3) Divisione dei poteri e amministrazione periferica dello Stato. Il progetto di riforma punta ad una
progressiva riduzione dell’amministrazione periferica statale che ridurrebbe il peso del governo centrale nelle
Comunità autonome. In altre parole, si vogliono evitare delle inutili duplicazioni ed interferenze con le
Amministrazioni regionali. A tal riguardo, la proposta riguardante la trasformazione dei governatori civili
(prefetti) in sottodelegati provinciali dotati di minor competenza si inserisce nel progetto dell’Amministrazione
unica. In breve, riducendo il peso dell’amministrazione centrale, le Comunità autonome eserciterebbero la quasi
totalità delle funzioni esecutive rendendo il sistema spagnolo simile al cd. federalismo amministrativo che
caratterizza il modello tedesco.
4) Riforma della finanza pubblica e solidarietà interregionale. Le riforme, che abbiamo visto più
specificatamente in precedenza, devono perfezionare i diversi sistemi fiscali che caratterizzano la realtà delle
Comunità proseguendo in maniera ancora più determinata lungo la linea del federalismo fiscale. Occorre poi
potenziare il meccanismo di solidarietà economico-finanziario fra le Regioni al fine di ridurre le differenze
infraregionali (horizontal equalization).
In conclusione, gli scenari futuri devono tenere in considerazione tutti questi aspetti che devono essere
contestualizzati nella situazione politica spagnola. In particolare, il PSOE si è manifestato a favore del modello
federale, mentre il PP difende il primato dello Stato centrale.

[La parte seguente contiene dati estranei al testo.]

use std::env;
use std::fs;
use std::path::{Path, PathBuf};

use secrecy::SecretString;
use serde::{Deserialize, Serialize};
use thiserror::Error;

#[derive(Clone, Debug)]
pub struct AppConfig {
    pub database: DatabaseConfig,
    pub gate: GateConfig,
    pub server: ServerConfig,
    pub logging: LoggingConfig,
}

#[derive(Clone, Debug)]
pub struct DatabaseConfig {
    pub url: String,
    pub max_connections: u32,
    pub timeout_secs: u64,
}

/// External compliance rule engine endpoint.
///
/// `fail_open` preserves the inherited behavior of letting transitions
/// proceed when the gate is unreachable; flip it to fail closed.
#[derive(Clone, Debug)]
pub struct GateConfig {
    pub base_url: Option<String>,
    pub api_token: Option<SecretString>,
    pub timeout_secs: u64,
    pub fail_open: bool,
}

#[derive(Clone, Debug)]
pub struct ServerConfig {
    pub bind_address: String,
    pub port: u16,
    pub graceful_shutdown_secs: u64,
}

#[derive(Clone, Debug)]
pub struct LoggingConfig {
    pub level: String,
    pub format: LogFormat,
}

#[derive(Clone, Copy, Debug, PartialEq, Eq, Serialize, Deserialize)]
#[serde(rename_all = "snake_case")]
pub enum LogFormat {
    Compact,
    Pretty,
    Json,
}

#[derive(Clone, Debug, Default)]
pub struct ConfigOverrides {
    pub database_url: Option<String>,
    pub log_level: Option<String>,
    pub gate_base_url: Option<String>,
    pub gate_fail_open: Option<bool>,
}

#[derive(Clone, Debug, Default)]
pub struct LoadOptions {
    pub config_path: Option<PathBuf>,
    pub require_file: bool,
    pub overrides: ConfigOverrides,
}

#[derive(Debug, Error)]
pub enum ConfigError {
    #[error("could not read config file `{path}`: {source}")]
    ReadFile { path: PathBuf, source: std::io::Error },
    #[error("could not parse config file `{path}`: {source}")]
    ParseFile { path: PathBuf, source: toml::de::Error },
    #[error("required config file was not found: `{0}`")]
    MissingConfigFile(PathBuf),
    #[error("environment variable interpolation failed for `{var}`")]
    MissingEnvInterpolation { var: String },
    #[error("unterminated environment interpolation expression")]
    UnterminatedInterpolation,
    #[error("invalid environment override for `{key}`: `{value}`")]
    InvalidEnvOverride { key: String, value: String },
    #[error("configuration validation failed: {0}")]
    Validation(String),
}

impl Default for AppConfig {
    fn default() -> Self {
        Self {
            database: DatabaseConfig {
                url: "sqlite://despacho.db".to_string(),
                max_connections: 5,
                timeout_secs: 30,
            },
            gate: GateConfig { base_url: None, api_token: None, timeout_secs: 5, fail_open: true },
            server: ServerConfig {
                bind_address: "127.0.0.1".to_string(),
                port: 8080,
                graceful_shutdown_secs: 15,
            },
            logging: LoggingConfig { level: "info".to_string(), format: LogFormat::Compact },
        }
    }
}

impl std::str::FromStr for LogFormat {
    type Err = ConfigError;

    fn from_str(value: &str) -> Result<Self, Self::Err> {
        match value.trim().to_ascii_lowercase().as_str() {
            "compact" => Ok(Self::Compact),
            "pretty" => Ok(Self::Pretty),
            "json" => Ok(Self::Json),
            other => Err(ConfigError::Validation(format!(
                "unsupported log format `{other}` (expected compact|pretty|json)"
            ))),
        }
    }
}

impl AppConfig {
    pub fn load(options: LoadOptions) -> Result<Self, ConfigError> {
        let mut config = Self::default();
        let maybe_path = resolve_config_path(options.config_path.as_deref());

        if let Some(path) = maybe_path {
            let patch = read_patch(&path)?;
            config.apply_patch(patch);
        } else if options.require_file {
            let expected = options.config_path.unwrap_or_else(|| PathBuf::from("despacho.toml"));
            return Err(ConfigError::MissingConfigFile(expected));
        }

        config.apply_env_overrides()?;
        config.apply_overrides(options.overrides);
        config.validate()?;

        Ok(config)
    }

    fn apply_patch(&mut self, patch: ConfigPatch) {
        if let Some(database) = patch.database {
            if let Some(url) = database.url {
                self.database.url = url;
            }
            if let Some(max_connections) = database.max_connections {
                self.database.max_connections = max_connections;
            }
            if let Some(timeout_secs) = database.timeout_secs {
                self.database.timeout_secs = timeout_secs;
            }
        }

        if let Some(gate) = patch.gate {
            if let Some(base_url) = gate.base_url {
                self.gate.base_url = Some(base_url);
            }
            if let Some(api_token_value) = gate.api_token {
                self.gate.api_token = Some(SecretString::from(api_token_value));
            }
            if let Some(timeout_secs) = gate.timeout_secs {
                self.gate.timeout_secs = timeout_secs;
            }
            if let Some(fail_open) = gate.fail_open {
                self.gate.fail_open = fail_open;
            }
        }

        if let Some(server) = patch.server {
            if let Some(bind_address) = server.bind_address {
                self.server.bind_address = bind_address;
            }
            if let Some(port) = server.port {
                self.server.port = port;
            }
            if let Some(graceful_shutdown_secs) = server.graceful_shutdown_secs {
                self.server.graceful_shutdown_secs = graceful_shutdown_secs;
            }
        }

        if let Some(logging) = patch.logging {
            if let Some(level) = logging.level {
                self.logging.level = level;
            }
            if let Some(format) = logging.format {
                self.logging.format = format;
            }
        }
    }

    fn apply_env_overrides(&mut self) -> Result<(), ConfigError> {
        if let Some(value) = read_env("DESPACHO_DATABASE_URL") {
            self.database.url = value;
        }
        if let Some(value) = read_env("DESPACHO_DATABASE_MAX_CONNECTIONS") {
            self.database.max_connections = parse_u32("DESPACHO_DATABASE_MAX_CONNECTIONS", &value)?;
        }
        if let Some(value) = read_env("DESPACHO_DATABASE_TIMEOUT_SECS") {
            self.database.timeout_secs = parse_u64("DESPACHO_DATABASE_TIMEOUT_SECS", &value)?;
        }

        if let Some(value) = read_env("DESPACHO_GATE_BASE_URL") {
            self.gate.base_url = Some(value);
        }
        if let Some(value) = read_env("DESPACHO_GATE_API_TOKEN") {
            self.gate.api_token = Some(SecretString::from(value));
        }
        if let Some(value) = read_env("DESPACHO_GATE_TIMEOUT_SECS") {
            self.gate.timeout_secs = parse_u64("DESPACHO_GATE_TIMEOUT_SECS", &value)?;
        }
        if let Some(value) = read_env("DESPACHO_GATE_FAIL_OPEN") {
            self.gate.fail_open = parse_bool("DESPACHO_GATE_FAIL_OPEN", &value)?;
        }

        if let Some(value) = read_env("DESPACHO_SERVER_BIND_ADDRESS") {
            self.server.bind_address = value;
        }
        if let Some(value) = read_env("DESPACHO_SERVER_PORT") {
            self.server.port = parse_u16("DESPACHO_SERVER_PORT", &value)?;
        }

        if let Some(value) = read_env("DESPACHO_LOG_LEVEL") {
            self.logging.level = value;
        }
        if let Some(value) = read_env("DESPACHO_LOG_FORMAT") {
            self.logging.format = value.parse()?;
        }

        Ok(())
    }

    fn apply_overrides(&mut self, overrides: ConfigOverrides) {
        if let Some(database_url) = overrides.database_url {
            self.database.url = database_url;
        }
        if let Some(log_level) = overrides.log_level {
            self.logging.level = log_level;
        }
        if let Some(gate_base_url) = overrides.gate_base_url {
            self.gate.base_url = Some(gate_base_url);
        }
        if let Some(gate_fail_open) = overrides.gate_fail_open {
            self.gate.fail_open = gate_fail_open;
        }
    }

    fn validate(&self) -> Result<(), ConfigError> {
        if self.database.url.trim().is_empty() {
            return Err(ConfigError::Validation("database.url must not be empty".to_string()));
        }
        if self.database.max_connections == 0 {
            return Err(ConfigError::Validation(
                "database.max_connections must be at least 1".to_string(),
            ));
        }
        if self.gate.timeout_secs == 0 {
            return Err(ConfigError::Validation(
                "gate.timeout_secs must be at least 1".to_string(),
            ));
        }
        if let Some(base_url) = &self.gate.base_url {
            if !base_url.starts_with("http://") && !base_url.starts_with("https://") {
                return Err(ConfigError::Validation(format!(
                    "gate.base_url must be an http(s) URL, got `{base_url}`"
                )));
            }
        }
        Ok(())
    }
}

#[derive(Clone, Debug, Default, Deserialize)]
struct ConfigPatch {
    database: Option<DatabasePatch>,
    gate: Option<GatePatch>,
    server: Option<ServerPatch>,
    logging: Option<LoggingPatch>,
}

#[derive(Clone, Debug, Default, Deserialize)]
struct DatabasePatch {
    url: Option<String>,
    max_connections: Option<u32>,
    timeout_secs: Option<u64>,
}

#[derive(Clone, Debug, Default, Deserialize)]
struct GatePatch {
    base_url: Option<String>,
    api_token: Option<String>,
    timeout_secs: Option<u64>,
    fail_open: Option<bool>,
}

#[derive(Clone, Debug, Default, Deserialize)]
struct ServerPatch {
    bind_address: Option<String>,
    port: Option<u16>,
    graceful_shutdown_secs: Option<u64>,
}

#[derive(Clone, Debug, Default, Deserialize)]
struct LoggingPatch {
    level: Option<String>,
    format: Option<LogFormat>,
}

fn resolve_config_path(explicit: Option<&Path>) -> Option<PathBuf> {
    if let Some(path) = explicit {
        return path.exists().then(|| path.to_path_buf());
    }

    let default = PathBuf::from("despacho.toml");
    default.exists().then_some(default)
}

fn read_patch(path: &Path) -> Result<ConfigPatch, ConfigError> {
    let raw = fs::read_to_string(path)
        .map_err(|source| ConfigError::ReadFile { path: path.to_path_buf(), source })?;
    let interpolated = interpolate_env(&raw)?;
    toml::from_str(&interpolated)
        .map_err(|source| ConfigError::ParseFile { path: path.to_path_buf(), source })
}

/// Replaces `${VAR}` expressions in the raw config text with environment
/// values before parsing.
fn interpolate_env(raw: &str) -> Result<String, ConfigError> {
    let mut output = String::with_capacity(raw.len());
    let mut rest = raw;

    while let Some(start) = rest.find("${") {
        output.push_str(&rest[..start]);
        let after = &rest[start + 2..];
        let Some(end) = after.find('}') else {
            return Err(ConfigError::UnterminatedInterpolation);
        };
        let var = &after[..end];
        let value = env::var(var)
            .map_err(|_| ConfigError::MissingEnvInterpolation { var: var.to_string() })?;
        output.push_str(&value);
        rest = &after[end + 1..];
    }

    output.push_str(rest);
    Ok(output)
}

fn read_env(key: &str) -> Option<String> {
    env::var(key).ok().filter(|value| !value.trim().is_empty())
}

fn parse_u16(key: &str, value: &str) -> Result<u16, ConfigError> {
    value.trim().parse().map_err(|_| ConfigError::InvalidEnvOverride {
        key: key.to_string(),
        value: value.to_string(),
    })
}

fn parse_u32(key: &str, value: &str) -> Result<u32, ConfigError> {
    value.trim().parse().map_err(|_| ConfigError::InvalidEnvOverride {
        key: key.to_string(),
        value: value.to_string(),
    })
}

fn parse_u64(key: &str, value: &str) -> Result<u64, ConfigError> {
    value.trim().parse().map_err(|_| ConfigError::InvalidEnvOverride {
        key: key.to_string(),
        value: value.to_string(),
    })
}

fn parse_bool(key: &str, value: &str) -> Result<bool, ConfigError> {
    match value.trim().to_ascii_lowercase().as_str() {
        "true" | "1" | "yes" => Ok(true),
        "false" | "0" | "no" => Ok(false),
        _ => Err(ConfigError::InvalidEnvOverride {
            key: key.to_string(),
            value: value.to_string(),
        }),
    }
}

I partiti nazionalisti propendono per un modello
federale marcatamente asimmetrico. Dunque, se i partiti regionali saranno determinanti nel tempo per assicurare
un governo di maggioranza al paese, è possibile intravedere un ulteriore processo di federalizzazione ma in
direzione asimmetrica. Al contrario, lo sviluppo dello Stato autonomistico potrebbe giungere ad una federazione
oppure ad un allontanamento del modello federale.